Directions: Report every line in the records below that holds the word "TokenResponse".

Supplied material:
use url::Url;

use crate::csrf;
use crate::error::Error;
use crate::types::AccessToken;
use crate::upstream;
use crate::wire::TokenResponse;

const DEFAULT_ACCOUNTS_URL: &str = "https://accounts.spotify.com";

/// Read-only access to the user's private playlists.
pub const PLAYLIST_READ_SCOPE: &str = "playlist-read-private";

/// `OAuth2` client secret. `Debug` never prints the value.
#[derive(Clone)]
pub struct ClientSecret(String);

impl ClientSecret {
    #[must_use]
    pub fn new(secret: impl Into<String>) -> Self {
        Self(secret.into())
    }

    pub(crate) fn expose(&self) -> &str {
        &self.0
    }
}

impl std::fmt::Debug for ClientSecret {
    fn fmt(&self, f: &mut std::fmt::Formatter<'_>) -> std::fmt::Result {
        f.write_str("ClientSecret([redacted])")
    }
}

/// Provider `OAuth2` credentials and endpoints.
///
/// Required fields are constructor parameters, so there is no runtime "missing field" error.
///
/// ```rust,ignore
/// use playlist_relay::{ClientSecret, OAuthConfig};
///
/// let config = OAuthConfig::new(
///     "my-client-id",
///     ClientSecret::new("my-secret"),
///     "https://relay.example.com/callback",
/// );
/// // Optional overrides via chaining:
/// let config = config.with_accounts_url(&"http://127.0.0.1:9000".parse()?)?;
/// ```
#[derive(Debug, Clone)]
#[non_exhaustive]
pub struct OAuthConfig {
    pub(crate) client_id: String,
    pub(crate) client_secret: ClientSecret,
    pub(crate) auth_url: Url,
    pub(crate) token_url: Url,
    pub(crate) redirect_uri: String,
    pub(crate) scopes: Vec<String>,
}

impl OAuthConfig {
    /// Create a new configuration pointing at the public Spotify accounts service.
    ///
    /// `redirect_uri` is kept exactly as given; the provider compares it
    /// byte-for-byte against the registered value.
    #[must_use]
    pub fn new(
        client_id: impl Into<String>,
        client_secret: ClientSecret,
        redirect_uri: impl Into<String>,
    ) -> Self {
        let accounts: Url = DEFAULT_ACCOUNTS_URL.parse().expect("valid default URL");
        let (auth_url, token_url) = accounts_endpoints(&accounts).expect("valid default URL");
        Self {
            client_id: client_id.into(),
            client_secret,
            redirect_uri: redirect_uri.into(),
            auth_url,
            token_url,
            scopes: vec![PLAYLIST_READ_SCOPE.into()],
        }
    }

    /// Point both `/authorize` and `/api/token` at another accounts host.
    ///
    /// # Errors
    ///
    /// Returns [`Error::Config`] if the derived endpoint URLs are invalid.
    pub fn with_accounts_url(mut self, base: &Url) -> Result<Self, Error> {
        let (auth_url, token_url) = accounts_endpoints(base)
            .map_err(|e| Error::Config(format!("accounts URL {base}: {e}")))?;
        self.auth_url = auth_url;
        self.token_url = token_url;
        Ok(self)
    }

    /// Override the authorization endpoint.
    #[must_use]
    pub fn with_auth_url(mut self, url: Url) -> Self {
        self.auth_url = url;
        self
    }

    /// Override the token endpoint.
    #[must_use]
    pub fn with_token_url(mut self, url: Url) -> Self {
        self.token_url = url;
        self
    }

    #[must_use]
    pub fn client_id(&self) -> &str {
        &self.client_id
    }

    #[must_use]
    pub fn auth_url(&self) -> &Url {
        &self.auth_url
    }

    #[must_use]
    pub fn token_url(&self) -> &Url {
        &self.token_url
    }

    /// Redirect URI, sent byte-for-byte identically on authorize and token exchange.
    #[must_use]
    pub fn redirect_uri(&self) -> &str {
        &self.redirect_uri
    }

    /// Path component of the redirect URI, `/` if it has none or does not parse.
    #[must_use]
    pub fn redirect_path(&self) -> String {
        Url::parse(&self.redirect_uri)
            .map(|url| url.path().to_string())
            .unwrap_or_else(|_| "/".into())
    }

    #[must_use]
    pub fn scopes(&self) -> &[String] {
        &self.scopes
    }
}

fn accounts_endpoints(base: &Url) -> Result<(Url, Url), url::ParseError> {
    let base = base.as_str().trim_end_matches('/');
    let auth_url = format!("{base}/authorize").parse()?;
    let token_url = format!("{base}/api/token").parse()?;
    Ok((auth_url, token_url))
}

/// `OAuth2` authorization code client for the provider's accounts service.
pub struct AuthClient {
    config: OAuthConfig,
    http: reqwest::Client,
}

/// Authorization URL plus the state value to remember until the callback.
#[derive(Debug)]
#[non_exhaustive]
pub struct AuthorizationRequest {
    pub url: String,
    pub state: String,
}

impl AuthClient {
    #[must_use]
    pub fn new(config: OAuthConfig) -> Self {
        Self {
            config,
            http: upstream::default_http_client(),
        }
    }

    /// Use a custom HTTP client (timeouts, connection pool reuse, testing).
    #[must_use]
    pub fn with_http_client(mut self, client: reqwest::Client) -> Self {
        self.http = client;
        self
    }

    #[must_use]
    pub fn config(&self) -> &OAuthConfig {
        &self.config
    }

    /// Generate an authorization URL with a fresh anti-forgery state.
    #[must_use]
    pub fn authorization_url(&self) -> AuthorizationRequest {
        let state = csrf::generate_state();
        let scope = self.config.scopes.join(" ");

        let mut url = self.config.auth_url.clone();
        url.query_pairs_mut()
            .append_pair("client_id", &self.config.client_id)
            .append_pair("response_type", "code")
            .append_pair("redirect_uri", &self.config.redirect_uri)
            .append_pair("scope", &scope)
            .append_pair("state", &state);

        AuthorizationRequest {
            url: url.into(),
            state,
        }
    }

    /// Exchange an authorization code for an access token.
    ///
    /// Authenticates with HTTP Basic `client_id:client_secret`.
    ///
    /// # Errors
    ///
    /// Returns [`Error::Http`] on network failure or timeout,
    /// [`Error::UpstreamStatus`] if the token endpoint rejects the code, or
    /// [`Error::MalformedResponse`] if the body has no usable `access_token`.
    pub async fn exchange_code(&self, code: &str) -> Result<AccessToken, Error> {
        const OPERATION: &str = "token exchange";

        let params = [
            ("grant_type", "authorization_code"),
            ("code", code),
            ("redirect_uri", self.config.redirect_uri.as_str()),
        ];

        let response = self
            .http
            .post(self.config.token_url.clone())
            .basic_auth(&self.config.client_id, Some(self.config.client_secret.expose()))
            .form(&params)
            .send()
            .await?;

        let response = upstream::ensure_success(response, OPERATION).await?;
        let tokens: TokenResponse = upstream::read_json(response, OPERATION).await?;

        if tokens.access_token.is_empty() {
            return Err(Error::MalformedResponse {
                operation: OPERATION,
                detail: "empty access_token".into(),
            });
        }

        tracing::debug!(
            expires_in = ?tokens.expires_in,
            scope = ?tokens.scope,
            "Access token issued"
        );

        Ok(AccessToken::new(tokens.access_token))
    }
}

#[cfg(test)]
mod tests {
    use super::*;

    fn test_config() -> OAuthConfig {
        OAuthConfig::new(
            "test-client",
            ClientSecret::new("test-secret"),
            "https://example.com/callback",
        )
    }

    fn query_value(url: &Url, key: &str) -> Option<String> {
        url.query_pairs()
            .find(|(k, _)| k == key)
            .map(|(_, v)| v.into_owned())
    }

    #[test]
    fn test_authorization_url_parameters() {
        let client = AuthClient::new(test_config());
        let req = client.authorization_url();
        let url: Url = req.url.parse().unwrap();

        assert_eq!(url.host_str(), Some("accounts.spotify.com"));
        assert_eq!(url.path(), "/authorize");
        assert_eq!(query_value(&url, "client_id").as_deref(), Some("test-client"));
        assert_eq!(query_value(&url, "response_type").as_deref(), Some("code"));
        assert_eq!(
            query_value(&url, "redirect_uri").as_deref(),
            Some("https://example.com/callback")
        );
        assert_eq!(
            query_value(&url, "scope").as_deref(),
            Some("playlist-read-private")
        );
        assert_eq!(query_value(&url, "state"), Some(req.state.clone()));
        assert!(!req.url.contains("test-secret"));
    }

    #[test]
    fn test_authorization_url_unique_per_call() {
        let client = AuthClient::new(test_config());
        let req1 = client.authorization_url();
        let req2 = client.authorization_url();

        assert_ne!(req1.state, req2.state);
    }

    #[test]
    fn test_config_defaults() {
        let config = test_config();

        assert_eq!(config.client_id(), "test-client");
        assert_eq!(
            config.auth_url().as_str(),
            "https://accounts.spotify.com/authorize"
        );
        assert_eq!(
            config.token_url().as_str(),
            "https://accounts.spotify.com/api/token"
        );
        assert_eq!(config.scopes(), &["playlist-read-private"]);
    }

    #[test]
    fn test_accounts_url_override() {
        let config = test_config()
            .with_accounts_url(&"http://127.0.0.1:9000/".parse().unwrap())
            .unwrap();

        assert_eq!(config.auth_url().as_str(), "http://127.0.0.1:9000/authorize");
        assert_eq!(config.token_url().as_str(), "http://127.0.0.1:9000/api/token");
    }

    #[test]
    fn test_redirect_uri_sent_as_configured() {
        let raw = "http://127.0.0.1:8000";
        let config = OAuthConfig::new("test-client", ClientSecret::new("s"), raw);
        let req = AuthClient::new(config).authorization_url();
        let url: Url = req.url.parse().unwrap();

        assert_eq!(query_value(&url, "redirect_uri").as_deref(), Some(raw));
    }

    #[test]
    fn test_redirect_path() {
        assert_eq!(test_config().redirect_path(), "/callback");
        let bare = OAuthConfig::new("c", ClientSecret::new("s"), "http://127.0.0.1:8000");
        assert_eq!(bare.redirect_path(), "/");
    }

    #[test]
    fn test_secret_not_in_debug() {
        let debug = format!("{:?}", test_config());
        assert!(!debug.contains("test-secret"));
    }
}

Written answer:
use crate::wire::TokenResponse;
        let tokens: TokenResponse = upstream::read_json(response, OPERATION).await?;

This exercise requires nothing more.